Si tu meurs, tu perds.

La fin du monde.

La fin du mond.

La fin du mon.

La fin du  mo.

La f n du mo

 a   , du mo

 a   , d    o

 a   , d

after, death.

 Nous sommes pour l’ère chrétienne anglo-saxonne en l’an AD 2011.

Quelle ironie de compter le temps, d’égrener les mois, les années et les siècles à partir d’une mort hypothétique. Nous serions donc déjà de ces survivants post-mortem, de ces illuminés post-apocalyptique. Les derniers depuis plus de 2000 ans. Et l’histoire se répète encore et encore dans la tradition biblique : les enfants de Noé, survivant du déluge. Les enfants d’Eve et d’Adam survivants de l’exil forcé sur une terre inhospitalière.

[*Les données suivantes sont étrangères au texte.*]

//! Public entry points of the recurrence engine.

use cadence_rule::{CalendarDate, ParseError, ParseErrorKind, RecurrenceRule, parse_date, parse_rule};

use super::advance::advance;
use crate::error::{ServiceError, ServiceResult};

/// ## Summary
/// Computes the next occurrence of a recurring task from wire-format inputs.
///
/// `now` and `anchor` are `YYYYMMDD` dates, `rule` is the task's repeat rule.
/// Returns the next date in the same `YYYYMMDD` form.
///
/// ## Errors
/// - `EmptyRule` if `rule` is empty, whatever the dates are
/// - `InvalidDateFormat` if `now` or `anchor` is malformed
/// - the rule parser's error for a malformed rule
/// - `ServiceError::InvariantViolation` from [`next_date`]
pub fn next_occurrence(now: &str, anchor: &str, rule: &str) -> ServiceResult<String> {
    if rule.is_empty() {
        return Err(ParseError::new(ParseErrorKind::EmptyRule).into());
    }

    let now = parse_date(now)?;
    let anchor = parse_date(anchor)?;
    let rule = parse_rule(rule)?;

    Ok(next_date(now, anchor, &rule)?.to_string())
}

/// ## Summary
/// Computes the next occurrence of a parsed rule.
///
/// Every date this returns can be written as `YYYYMMDD`.
///
/// ## Errors
/// Returns `ServiceError::InvariantViolation` if the calendar search cannot
/// complete, see [`advance`], or if the result is past year 9999.
pub fn next_date(
    now: CalendarDate,
    anchor: CalendarDate,
    rule: &RecurrenceRule,
) -> ServiceResult<CalendarDate> {
    let next = advance(rule, anchor, now)?;
    if !next.is_representable() {
        tracing::warn!(%now, %anchor, %rule, %next, "Next occurrence is past year 9999");
        return Err(ServiceError::InvariantViolation(
            "next occurrence is past year 9999",
        ));
    }
    tracing::trace!(%now, %anchor, %rule, %next, "Computed next occurrence");
    Ok(next)
}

Vraiment, quel esprit tordu a pu s’acharner à vouloir nous mettre dans le crâne que nous étions en sursis dans un monde sur le point de s’effondrer. Souvenez vous, la fin du monde est proche ! La peur de la mort pour aider à la survie. Paradoxe supplémentaire. Fuir quand on le peut. Tant qu’on le peut. Le pleutre aura une descendance.

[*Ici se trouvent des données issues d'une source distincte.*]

use cadence_core::constants::NEXT_DATE_ROUTE_COMPONENT;
use cadence_rule::parse_date;
use cadence_service::next_occurrence;
use salvo::{Request, Response, Router, handler, http::StatusCode, writing::Json, writing::Text};
use serde::{Deserialize, Serialize};

use crate::error::{AppError, AppResult};

/// ## Summary
/// Error response payload
#[derive(Debug, Serialize, Deserialize)]
pub struct ErrorResponse {
    pub error: String,
}

/// ## Summary
/// GET /api/nextdate - Computes the next occurrence of a recurring task
///
/// Query parameters: `now` (the reference date), `date` (the task's anchor
/// date) and `repeat` (the rule). Dates are `YYYYMMDD`.
///
/// ## Errors
/// Returns HTTP 400 with an `ErrorResponse` for missing or malformed dates and
/// malformed rules.
/// Returns HTTP 500 if the computation breaks an internal invariant.
#[handler]
#[tracing::instrument(skip_all)]
async fn next_date_handler(req: &mut Request, res: &mut Response) {
    let now = req.query::<String>("now").unwrap_or_default();
    let date = req.query::<String>("date").unwrap_or_default();
    let repeat = req.query::<String>("repeat").unwrap_or_default();

    tracing::debug!(%now, %date, %repeat, "Processing next date request");

    match resolve_next_date(&now, &date, &repeat) {
        Ok(next) => res.render(Text::Plain(next)),
        Err(err) => render_error(res, &err),
    }
}

fn resolve_next_date(now: &str, date: &str, repeat: &str) -> AppResult<String> {
    // `now` is checked before anything else, including the rule.
    parse_date(now)?;

    Ok(next_occurrence(now, date, repeat)?)
}

fn render_error(res: &mut Response, err: &AppError) {
    if err.kind().is_some() {
        tracing::debug!(error = %err, "Rejected next date request");
        res.status_code(StatusCode::BAD_REQUEST);
    } else {
        tracing::error!(error = %err, "Next date computation failed");
        res.status_code(StatusCode::INTERNAL_SERVER_ERROR);
    }
    res.render(Json(ErrorResponse {
        error: err.to_string(),
    }));
}

#[must_use]
pub fn routes() -> Router {
    Router::with_path(NEXT_DATE_ROUTE_COMPONENT).get(next_date_handler)
}

#[cfg(test)]
#[path = "nextdate_tests.rs"]
mod tests;
//! Recurrence engine and task-date policy for the Cadence task service.
//!
//! Everything here is a pure function of its arguments: the caller always
//! supplies "today", nothing reads the clock or touches storage.

pub mod error;
pub mod recurrence;
pub mod task;

pub use recurrence::{advance, next_date, next_occurrence};
use cadence_app::app::api::HEALTHCHECK_ROUTE;
use salvo::http::StatusCode;

use super::helpers::get;

#[test_log::test(tokio::test)]
async fn healthcheck_answers_ok() {
    let res = get(HEALTHCHECK_ROUTE).await;

    assert_eq!(res.status, StatusCode::OK);
    assert_eq!(res.body, "OK");
}

#[test_log::test(tokio::test)]
async fn unknown_route_is_not_found() {
    let res = get("/api/tasks").await;

    assert_eq!(res.status, StatusCode::NOT_FOUND);
}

Pourtant les figures de sage et autres mystiques ont tous en commun le dépassement de cette règle de survie. Ceux qui n’ont pas peur de la mort sont les plus glorieux, les désintéressés; les parangons de l’action gratuite sont les modèles d’intelligence et de sagesse. Les héros sont sans peur, les méchants se sont acoquinés aux forces qui leur permettaient de ne pas mourir, au détriment de quelque chose qui faisait d’eux des hommes ou des héros – Vador n’est qu’un avatar mythique moderne de ce motif.

Peut-être faut il pour sortir de cette tension permanente, entrer dans un cercle : si les choses se répètent, indéfiniment ou si les âges sont des cycles qui se retrouvent au fil des millénaires, alors, la peur de la mort individuelle ou de la communauté n’est plus à craindre, elle fait partie du cycle. Toute la tragédie est de sortir du cercle, ce qui n’est pas une mince affaire si l’on en croit la roue de la vie de certains bouddhistes.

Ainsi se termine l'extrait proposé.